Jack Davis



Since I’m on the road with a bunch of cartoonists this week, it seems appropriate to tell you about a great patriot and Navy veteran, Jack Davis.

You may not know his name, but there’s no doubt you have seen his art. Jack is famous in cartooning circles – he’s as big a name in his world as Frank Sinatra was in his. He is the Michael Jordan or Tiger Woods of pen and ink.

His resume is incredible. He was inducted into the Comic Book Hall of Fame in 2003, The Society of Illustrators Hall of Fame in 2005, and received the prestigious Milton Caniff Lifetime Achievement Award in 1996. In 2000 he was awarded the Reuben Award, the cartoon world’s highest honor.

You have seen his work in many different venues – in comic books, magazine covers, advertising illustrations (the list of clients reads like a Fortune 500 table of contents), and was there at the very beginning with MAD Magazine. It was during his MAD years that Jack’s art became known to most of us. His ability to combine the accuracy of Norman Rockwell with a flare for humorous caricature made him famous and inspired a generation of young artists.

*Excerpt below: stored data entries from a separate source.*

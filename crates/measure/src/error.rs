//! Error taxonomy for accuracy measurement.

use miner::MinerError;
use thiserror::Error;

#[derive(Error, Debug)]
pub enum MeasureError {
    #[error("No measure results found")]
    EmptyResult,
    #[error("Invalid rule: {0}")]
    InvalidRule(String),
    #[error("Sample size {requested} exceeds the {available} available lines")]
    SampleTooLarge { requested: usize, available: usize },
    #[error("{missing} of {expected} task results were never retrieved")]
    MissingResults { expected: usize, missing: usize },
    #[error("Miner error: {0}")]
    Miner(#[from] MinerError),
    #[error("Configuration error: {0}")]
    Config(#[from] anyhow::Error),
}

pub type Result<T> = std::result::Result<T, MeasureError>;
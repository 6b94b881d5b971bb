//! Template module — template model, deduplicated table, and search index.

pub mod model;
pub mod table;
pub mod tree;

pub use model::{Template, Tid, Token};
pub use table::TemplateTable;
pub use tree::SearchTree;
//! Error taxonomy for template mining.

use std::path::PathBuf;
use thiserror::Error;

use crate::crf::BackendError;

#[derive(Error, Debug)]
pub enum MinerError {
    #[error("Not found: {0}")]
    NotFound(String),
    #[error("Labeling error: {0}")]
    Labeling(String),
    #[error("No trained model found at {}", .0.display())]
    ModelNotFound(PathBuf),
    #[error("Backend error: {0}")]
    Backend(#[from] BackendError),
    #[error("Invalid edit: {0}")]
    InvalidEdit(String),
    #[error("Definition error: {0}")]
    Definition(String),
    #[error("Corpus parse error at line {line}: {source}")]
    Corpus {
        line: usize,
        #[source]
        source: serde_json::Error,
    },
    #[error("Configuration error: {0}")]
    Config(String),
    #[error("I/O error: {0}")]
    Io(#[from] std::io::Error),
}

impl MinerError {
    /// `NotFound` is the only variant a caller may treat as "no match".
    pub fn is_not_found(&self) -> bool {
        matches!(self, MinerError::NotFound(_))
    }
}

pub type Result<T> = std::result::Result<T, MinerError>;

But it is his philanthropy that has touched me the most. An unblinking patriot, Jack has donated art to many military organizations, refusing to take a dime for his efforts. His illustrations of Uncle Sam have been distributed to wounded soldiers at Brooke Army Medical Center, Walter Reed and Bethesda and at VA hospitals around the country – he signed each one individually.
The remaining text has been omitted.